Они проезжали по окраине Черниговского княжества, на которое наводил половцев князь Олег Святославич. Ехали, остерегаясь внезапного нападения Олеговых войск; в разных направлениях кружили отряды разведчиков, которыми руководил Ярий. Был он в этом деле неутомим, Мстислав даже не знал, отдыхает ли он когда; постоянно на коне, везде старался успеть и поспеть. На этот раз он подъехал, чтобы переброситься парой слов и вновь ускакать.

– Великая сила в народе заложена, плохо мы, князья, ценим ее, – ответил Мстислав. – Нет бы мирную жизнь ему обеспечить, а мы воюем, убиваем, разоряем...

– Про твоего отца такого не скажешь. Он поднимает дружину только тогда, когда надо защищать мир и спокойствие на Руси или дать отпор ворогу. Об этом все говорят. Тебе, князь, это неведомо, потому что среди бояр да купцов вращаешься, а я постоянно среди народа обитаю.

– Но что может сделать один человек, да к тому же и не великий князь!

– Многое ему удается, – спокойно ответил Ярий. – Я другого в толк не возьму: почему народ черниговский спокойно смотрит на то, что князь Олег наводит на них половцев? Степняки грабят, уводят в рабство, а они будто немые и слепые или малые дети! Попробовали бы у нас в Новгороде так безобразничать князья, мы их быстро укоротили!

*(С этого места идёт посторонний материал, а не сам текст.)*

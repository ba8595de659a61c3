//! dbwatchd - database metrics agent.
//!
//! Samples PostgreSQL (and optionally cloud monitoring) metrics on
//! independent schedules and ships them to the ingestion service.
//!
//! Exit codes: 0 clean shutdown, 1 configuration error, 2 the ingestion
//! service rejected the API key.

#[cfg(not(target_env = "msvc"))]
use tikv_jemallocator::Jemalloc;
#[cfg(not(target_env = "msvc"))]
#[global_allocator]
static GLOBAL: Jemalloc = Jemalloc;

use std::path::PathBuf;
use std::process;

use clap::Parser;
use tokio_util::sync::CancellationToken;
use tracing::{Level, error, info, warn};
use tracing_subscriber::EnvFilter;

use dbwatch_core::agent::{Agent, AgentExit};
use dbwatch_core::collector::CollectorKind;
use dbwatch_core::config::{AgentConfig, ConfigOverrides};

const EXIT_CONFIG: i32 = 1;

// ============================================================
// CLI
// ============================================================

#[derive(Parser, Debug)]
#[command(name = "dbwatchd", about = "Database metrics agent", version = dbwatch_core::VERSION)]
struct Args {
    /// YAML configuration file. Without it, defaults plus flags are used.
    #[arg(short, long, env = "DBWATCH_CONFIG")]
    config: Option<PathBuf>,

    /// Ingestion service base URL.
    #[arg(long, env = "DBWATCH_SERVER_URL")]
    server_url: Option<String>,

    /// API key sent in the `ApiKey` header.
    #[arg(long, env = "DBWATCH_API_KEY", hide_env_values = true)]
    api_key: Option<String>,

    #[arg(long, env = "DBWATCH_ORGANIZATION_ID")]
    organization_id: Option<String>,

    /// Key identifying the monitored database to the ingestion service.
    #[arg(long, env = "DBWATCH_DB_KEY")]
    db_key: Option<String>,

    #[arg(long, env = "DBWATCH_DB_HOST")]
    db_host: Option<String>,

    #[arg(long, env = "DBWATCH_DB_PORT")]
    db_port: Option<u16>,

    #[arg(long, env = "DBWATCH_DB_USER")]
    db_user: Option<String>,

    #[arg(long, env = "DBWATCH_DB_PASSWORD", hide_env_values = true)]
    db_password: Option<String>,

    #[arg(long, env = "DBWATCH_DB_NAME")]
    db_name: Option<String>,

    /// Authenticate with an IAM token read from --auth-token-file.
    #[arg(long, env = "DBWATCH_ENABLE_IAM_AUTH")]
    enable_iam_auth: Option<bool>,

    #[arg(long, env = "DBWATCH_AUTH_TOKEN_FILE")]
    auth_token_file: Option<PathBuf>,

    /// Collector to disable (repeatable): server_status, table_stats,
    /// index_stats, query_monitor, long_running_query, schema_monitor,
    /// cloud_metrics.
    #[arg(long = "disable", value_name = "COLLECTOR", value_parser = parse_kind)]
    disable: Vec<CollectorKind>,

    /// Interval override in seconds, e.g. `table_stats=600` (repeatable).
    #[arg(long = "interval", value_name = "COLLECTOR=SECS", value_parser = parse_interval)]
    intervals: Vec<(CollectorKind, u64)>,

    /// Maximum number of tables sampled per tick.
    #[arg(long, env = "DBWATCH_MAX_TABLES")]
    max_tables: Option<usize>,

    /// Maximum number of indexes sampled per tick.
    #[arg(long, env = "DBWATCH_MAX_INDEXES")]
    max_indexes: Option<usize>,

    /// Maximum number of statements sampled per tick.
    #[arg(long, env = "DBWATCH_MAX_QUERIES")]
    max_queries: Option<usize>,

    /// Latency threshold (minutes) of long running queries.
    #[arg(long, env = "DBWATCH_LR_QUERY_LATENCY_THRESHOLD_MIN")]
    lr_query_latency_threshold_min: Option<u64>,

    /// Also write every flushed batch under this directory.
    #[arg(long, env = "DBWATCH_EXPORT_DIR")]
    export_dir: Option<PathBuf>,

    /// Increase logging verbosity (-v for debug, -vv for trace). Default is info level.
    #[arg(short, long, action = clap::ArgAction::Count)]
    verbose: u8,

    /// Quiet mode - only show errors.
    #[arg(short, long)]
    quiet: bool,
}

impl Args {
    fn overrides(&self) -> ConfigOverrides {
        ConfigOverrides {
            server_url: self.server_url.clone(),
            api_key: self.api_key.clone(),
            organization_id: self.organization_id.clone(),
            db_key: self.db_key.clone(),
            db_host: self.db_host.clone(),
            db_port: self.db_port,
            db_user: self.db_user.clone(),
            db_password: self.db_password.clone(),
            db_name: self.db_name.clone(),
            enable_iam_auth: self.enable_iam_auth,
            auth_token_file: self.auth_token_file.clone(),
            disabled: self.disable.clone(),
            intervals: self.intervals.clone(),
            max_tables: self.max_tables,
            max_indexes: self.max_indexes,
            max_queries: self.max_queries,
            latency_threshold_min: self.lr_query_latency_threshold_min,
            export_directory: self.export_dir.clone(),
        }
    }
}

fn parse_kind(s: &str) -> Result<CollectorKind, String> {
    CollectorKind::ALL
        .into_iter()
        .find(|k| k.as_str() == s.trim())
        .ok_or_else(|| format!("unknown collector '{s}'"))
}

fn parse_interval(s: &str) -> Result<(CollectorKind, u64), String> {
    let (kind, secs) = s
        .split_once('=')
        .ok_or_else(|| format!("expected COLLECTOR=SECS, got '{s}'"))?;
    let secs = secs
        .trim()
        .parse::<u64>()
        .map_err(|e| format!("invalid interval '{secs}': {e}"))?;
    Ok((parse_kind(kind)?, secs))
}

/// Initializes the tracing subscriber with the appropriate log level.
/// Default level is INFO. Use -q for quiet mode (errors only).
fn init_logging(verbose: u8, quiet: bool) {
    let level = if quiet {
        Level::ERROR
    } else {
        match verbose {
            0 => Level::INFO,
            1 => Level::DEBUG,
            _ => Level::TRACE,
        }
    };

    let mut filter = EnvFilter::from_default_env();
    for target in ["dbwatchd", "dbwatch_core"] {
        if let Ok(directive) = format!("{target}={level}").parse() {
            filter = filter.add_directive(directive);
        }
    }

    tracing_subscriber::fmt()
        .with_env_filter(filter)
        .with_target(false)
        .init();
}

fn load_config(args: &Args) -> Result<AgentConfig, String> {
    let mut config = match &args.config {
        Some(path) => AgentConfig::load(path).map_err(|e| e.to_string())?,
        None => AgentConfig::default(),
    };
    config.apply(args.overrides());
    config.validate().map_err(|e| e.to_string())?;
    Ok(config)
}

// ============================================================
// Main
// ============================================================

fn main() {
    let args = Args::parse();
    init_logging(args.verbose, args.quiet);

    info!(version = dbwatch_core::VERSION, "dbwatchd starting");

    let config = match load_config(&args) {
        Ok(config) => config,
        Err(e) => {
            error!(error = %e, "invalid configuration");
            process::exit(EXIT_CONFIG);
        }
    };

    let runtime = match tokio::runtime::Builder::new_multi_thread()
        .enable_all()
        .build()
    {
        Ok(rt) => rt,
        Err(e) => {
            error!(error = %e, "failed to build tokio runtime");
            process::exit(EXIT_CONFIG);
        }
    };

    let exit = runtime.block_on(async_main(config));
    // Blocking database calls of abandoned ticks must not hold the process.
    runtime.shutdown_background();
    process::exit(exit);
}

async fn async_main(config: AgentConfig) -> i32 {
    info!(
        server_url = %config.server_url,
        organization_id = %config.organization_id,
        db_key = %config.db_key,
        db_host = %config.database.host,
        iam_auth = config.database.enable_iam_auth,
        "configuration loaded"
    );

    let agent = match Agent::new(config) {
        Ok(agent) => agent,
        Err(e) => {
            error!(error = %e, "failed to start agent");
            return EXIT_CONFIG;
        }
    };

    let shutdown = CancellationToken::new();
    let token = shutdown.clone();
    if let Err(e) = ctrlc::set_handler(move || {
        info!("received shutdown signal");
        token.cancel();
    }) {
        warn!(error = %e, "failed to set Ctrl-C handler");
    }

    let exit = agent.run(shutdown).await;
    match exit {
        AgentExit::Clean => info!("dbwatchd stopped"),
        AgentExit::FatalAuth => error!("dbwatchd stopped: ingestion service rejected the API key"),
    }
    exit.code()
}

– В Новгороде сильно народное вече. Так исстари повелось. А на юге Руси князья под себя подмяли народную волю. Здесь вече собирают от случая к случаю, да и то только тогда, когда князю угодно.

– Почему? Народ другой породы? Вроде бы везде русы живут...

– Наверно, потому, что на севере Руси никто не нападает, народ живет спокойно и в князьях не очень нуждается. А юг находится под постоянными ударами кочевников. Кого здесь только не было! И мадьяры, и хазары, и печенеги, теперь вот половцы нагрянули... А кто лучше сумеет объединить воинов и возглавить оборону против врага? Только князь! Вот поэтому народ и доверил князьям такую большую власть, уступив свои народные вольности.

– Что ж, каков народ, такой и правитель! Вот люди Черниговского княжества и мучаются из-за Олега Святославича! – в сердцах проговорил Ярий и, ударив плетью коня, поскакал к ближайшему перелеску.